Give the listing again in full, exactly as it appears.
[DATASET CONTENT — start]
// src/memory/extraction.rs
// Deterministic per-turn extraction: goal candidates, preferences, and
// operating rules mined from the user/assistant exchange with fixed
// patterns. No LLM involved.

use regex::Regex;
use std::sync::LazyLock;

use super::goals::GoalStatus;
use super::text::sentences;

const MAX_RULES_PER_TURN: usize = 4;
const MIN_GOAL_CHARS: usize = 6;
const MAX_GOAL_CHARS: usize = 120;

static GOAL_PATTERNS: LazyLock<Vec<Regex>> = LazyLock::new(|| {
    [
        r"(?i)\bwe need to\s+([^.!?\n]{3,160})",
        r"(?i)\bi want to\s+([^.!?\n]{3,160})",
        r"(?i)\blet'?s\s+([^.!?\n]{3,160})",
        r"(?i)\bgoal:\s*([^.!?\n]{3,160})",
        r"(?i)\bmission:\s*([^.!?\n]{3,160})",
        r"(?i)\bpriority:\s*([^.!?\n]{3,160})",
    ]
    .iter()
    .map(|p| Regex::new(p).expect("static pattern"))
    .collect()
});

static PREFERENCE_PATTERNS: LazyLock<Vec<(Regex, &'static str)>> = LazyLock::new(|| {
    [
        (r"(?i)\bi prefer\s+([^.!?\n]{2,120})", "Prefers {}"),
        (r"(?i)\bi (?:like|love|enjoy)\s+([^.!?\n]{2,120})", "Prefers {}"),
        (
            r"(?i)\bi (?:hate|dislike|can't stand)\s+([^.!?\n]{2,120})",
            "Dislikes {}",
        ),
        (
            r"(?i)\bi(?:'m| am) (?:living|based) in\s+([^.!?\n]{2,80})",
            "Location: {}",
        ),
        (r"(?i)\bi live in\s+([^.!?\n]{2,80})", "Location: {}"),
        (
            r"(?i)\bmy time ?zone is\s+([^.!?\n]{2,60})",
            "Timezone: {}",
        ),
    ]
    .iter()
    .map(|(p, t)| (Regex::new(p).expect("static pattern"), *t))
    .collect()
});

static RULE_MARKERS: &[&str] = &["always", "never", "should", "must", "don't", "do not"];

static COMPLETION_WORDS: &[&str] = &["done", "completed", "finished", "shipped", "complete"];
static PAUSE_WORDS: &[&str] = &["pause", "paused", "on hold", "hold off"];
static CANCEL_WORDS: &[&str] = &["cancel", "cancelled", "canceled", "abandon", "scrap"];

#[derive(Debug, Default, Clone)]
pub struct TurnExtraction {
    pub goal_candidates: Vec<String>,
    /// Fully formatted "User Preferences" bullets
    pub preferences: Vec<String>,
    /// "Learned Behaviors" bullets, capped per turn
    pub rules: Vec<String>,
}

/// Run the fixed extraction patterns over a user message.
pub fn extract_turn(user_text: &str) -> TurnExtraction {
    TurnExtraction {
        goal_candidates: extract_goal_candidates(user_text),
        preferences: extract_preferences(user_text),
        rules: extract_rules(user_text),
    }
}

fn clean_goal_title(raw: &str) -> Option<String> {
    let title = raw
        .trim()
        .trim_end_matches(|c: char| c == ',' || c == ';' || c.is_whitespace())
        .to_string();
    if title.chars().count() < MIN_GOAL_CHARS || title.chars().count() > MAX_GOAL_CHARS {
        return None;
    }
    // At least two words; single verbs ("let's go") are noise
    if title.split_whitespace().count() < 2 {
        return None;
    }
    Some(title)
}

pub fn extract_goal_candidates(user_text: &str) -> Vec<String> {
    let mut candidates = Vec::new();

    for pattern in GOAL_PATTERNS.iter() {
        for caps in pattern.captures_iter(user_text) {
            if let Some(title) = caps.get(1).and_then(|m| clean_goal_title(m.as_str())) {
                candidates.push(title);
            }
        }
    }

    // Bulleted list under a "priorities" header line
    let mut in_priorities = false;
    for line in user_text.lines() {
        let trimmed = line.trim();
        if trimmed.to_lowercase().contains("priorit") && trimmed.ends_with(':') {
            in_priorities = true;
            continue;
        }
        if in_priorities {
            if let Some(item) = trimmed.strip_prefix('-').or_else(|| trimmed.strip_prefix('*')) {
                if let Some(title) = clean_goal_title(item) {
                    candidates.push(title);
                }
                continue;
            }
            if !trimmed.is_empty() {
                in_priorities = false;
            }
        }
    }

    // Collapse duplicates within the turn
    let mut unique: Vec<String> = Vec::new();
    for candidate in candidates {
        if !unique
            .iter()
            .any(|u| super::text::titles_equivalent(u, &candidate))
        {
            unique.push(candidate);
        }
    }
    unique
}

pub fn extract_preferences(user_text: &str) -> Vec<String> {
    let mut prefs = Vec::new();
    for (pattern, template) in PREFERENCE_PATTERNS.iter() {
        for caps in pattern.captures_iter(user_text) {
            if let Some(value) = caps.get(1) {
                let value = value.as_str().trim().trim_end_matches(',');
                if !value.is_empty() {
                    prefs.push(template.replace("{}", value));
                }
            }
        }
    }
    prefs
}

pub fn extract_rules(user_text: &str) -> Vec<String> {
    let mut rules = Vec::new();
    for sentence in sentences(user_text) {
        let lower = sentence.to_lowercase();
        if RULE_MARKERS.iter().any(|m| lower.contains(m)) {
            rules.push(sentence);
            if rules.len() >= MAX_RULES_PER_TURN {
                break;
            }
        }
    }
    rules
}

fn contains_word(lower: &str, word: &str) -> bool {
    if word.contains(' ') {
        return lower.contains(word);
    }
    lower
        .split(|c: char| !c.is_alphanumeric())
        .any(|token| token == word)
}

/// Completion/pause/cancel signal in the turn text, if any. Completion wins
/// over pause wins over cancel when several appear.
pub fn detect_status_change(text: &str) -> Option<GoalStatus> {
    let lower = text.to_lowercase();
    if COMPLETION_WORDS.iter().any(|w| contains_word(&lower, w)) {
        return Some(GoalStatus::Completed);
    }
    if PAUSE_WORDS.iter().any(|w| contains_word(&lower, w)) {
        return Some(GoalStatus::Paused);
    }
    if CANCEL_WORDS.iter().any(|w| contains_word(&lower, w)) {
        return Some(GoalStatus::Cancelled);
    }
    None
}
[DATASET CONTENT — finish]
### WRITTEN SOLUTION
// src/memory/extraction.rs
// Deterministic per-turn extraction: goal candidates, preferences, and
// operating rules mined from the user/assistant exchange with fixed
// patterns. No LLM involved.

use regex::Regex;
use std::sync::LazyLock;

use super::goals::GoalStatus;
use super::text::sentences;

const MAX_RULES_PER_TURN: usize = 4;
const MIN_GOAL_CHARS: usize = 6;
const MAX_GOAL_CHARS: usize = 120;

static GOAL_PATTERNS: LazyLock<Vec<Regex>> = LazyLock::new(|| {
    [
        r"(?i)\bwe need to\s+([^.!?\n]{3,160})",
        r"(?i)\bi want to\s+([^.!?\n]{3,160})",
        r"(?i)\blet'?s\s+([^.!?\n]{3,160})",
        r"(?i)\bgoal:\s*([^.!?\n]{3,160})",
        r"(?i)\bmission:\s*([^.!?\n]{3,160})",
        r"(?i)\bpriority:\s*([^.!?\n]{3,160})",
    ]
    .iter()
    .map(|p| Regex::new(p).expect("static pattern"))
    .collect()
});

static PREFERENCE_PATTERNS: LazyLock<Vec<(Regex, &'static str)>> = LazyLock::new(|| {
    [
        (r"(?i)\bi prefer\s+([^.!?\n]{2,120})", "Prefers {}"),
        (r"(?i)\bi (?:like|love|enjoy)\s+([^.!?\n]{2,120})", "Prefers {}"),
        (
            r"(?i)\bi (?:hate|dislike|can't stand)\s+([^.!?\n]{2,120})",
            "Dislikes {}",
        ),
        (
            r"(?i)\bi(?:'m| am) (?:living|based) in\s+([^.!?\n]{2,80})",
            "Location: {}",
        ),
        (r"(?i)\bi live in\s+([^.!?\n]{2,80})", "Location: {}"),
        (
            r"(?i)\bmy time ?zone is\s+([^.!?\n]{2,60})",
            "Timezone: {}",
        ),
    ]
    .iter()
    .map(|(p, t)| (Regex::new(p).expect("static pattern"), *t))
    .collect()
});

static RULE_MARKERS: &[&str] = &["always", "never", "should", "must", "don't", "do not"];

static COMPLETION_WORDS: &[&str] = &["done", "completed", "finished", "shipped", "complete"];
static PAUSE_WORDS: &[&str] = &["pause", "paused", "on hold", "hold off"];
static CANCEL_WORDS: &[&str] = &["cancel", "cancelled", "canceled", "abandon", "scrap"];

#[derive(Debug, Default, Clone)]
pub struct TurnExtraction {
    pub goal_candidates: Vec<String>,
    /// Fully formatted "User Preferences" bullets
    pub preferences: Vec<String>,
    /// "Learned Behaviors" bullets, capped per turn
    pub rules: Vec<String>,
}

/// Run the fixed extraction patterns over a user message.
pub fn extract_turn(user_text: &str) -> TurnExtraction {
    TurnExtraction {
        goal_candidates: extract_goal_candidates(user_text),
        preferences: extract_preferences(user_text),
        rules: extract_rules(user_text),
    }
}

fn clean_goal_title(raw: &str) -> Option<String> {
    let title = raw
        .trim()
        .trim_end_matches(|c: char| c == ',' || c == ';' || c.is_whitespace())
        .to_string();
    if title.chars().count() < MIN_GOAL_CHARS || title.chars().count() > MAX_GOAL_CHARS {
        return None;
    }
    // At least two words; single verbs ("let's go") are noise
    if title.split_whitespace().count() < 2 {
        return None;
    }
    Some(title)
}

pub fn extract_goal_candidates(user_text: &str) -> Vec<String> {
    let mut candidates = Vec::new();

    for pattern in GOAL_PATTERNS.iter() {
        for caps in pattern.captures_iter(user_text) {
            if let Some(title) = caps.get(1).and_then(|m| clean_goal_title(m.as_str())) {
                candidates.push(title);
            }
        }
    }

    // Bulleted list under a "priorities" header line
    let mut in_priorities = false;
    for line in user_text.lines() {
        let trimmed = line.trim();
        if trimmed.to_lowercase().contains("priorit") && trimmed.ends_with(':') {
            in_priorities = true;
            continue;
        }
        if in_priorities {
            if let Some(item) = trimmed.strip_prefix('-').or_else(|| trimmed.strip_prefix('*')) {
                if let Some(title) = clean_goal_title(item) {
                    candidates.push(title);
                }
                continue;
            }
            if !trimmed.is_empty() {
                in_priorities = false;
            }
        }
    }

    // Collapse duplicates within the turn
    let mut unique: Vec<String> = Vec::new();
    for candidate in candidates {
        if !unique
            .iter()
            .any(|u| super::text::titles_equivalent(u, &candidate))
        {
            unique.push(candidate);
        }
    }
    unique
}

pub fn extract_preferences(user_text: &str) -> Vec<String> {
    let mut prefs = Vec::new();
    for (pattern, template) in PREFERENCE_PATTERNS.iter() {
        for caps in pattern.captures_iter(user_text) {
            if let Some(value) = caps.get(1) {
                let value = value.as_str().trim().trim_end_matches(',');
                if !value.is_empty() {
                    prefs.push(template.replace("{}", value));
                }
            }
        }
    }
    prefs
}

pub fn extract_rules(user_text: &str) -> Vec<String> {
    let mut rules = Vec::new();
    for sentence in sentences(user_text) {
        let lower = sentence.to_lowercase();
        if RULE_MARKERS.iter().any(|m| lower.contains(m)) {
            rules.push(sentence);
            if rules.len() >= MAX_RULES_PER_TURN {
                break;
            }
        }
    }
    rules
}

fn contains_word(lower: &str, word: &str) -> bool {
    if word.contains(' ') {
        return lower.contains(word);
    }
    lower
        .split(|c: char| !c.is_alphanumeric())
        .any(|token| token == word)
}

/// Completion/pause/cancel signal in the turn text, if any. Completion wins
/// over pause wins over cancel when several appear.
pub fn detect_status_change(text: &str) -> Option<GoalStatus> {
    let lower = text.to_lowercase();
    if COMPLETION_WORDS.iter().any(|w| contains_word(&lower, w)) {
        return Some(GoalStatus::Completed);
    }
    if PAUSE_WORDS.iter().any(|w| contains_word(&lower, w)) {
        return Some(GoalStatus::Paused);
    }
    if CANCEL_WORDS.iter().any(|w| contains_word(&lower, w)) {
        return Some(GoalStatus::Cancelled);
    }
    None
}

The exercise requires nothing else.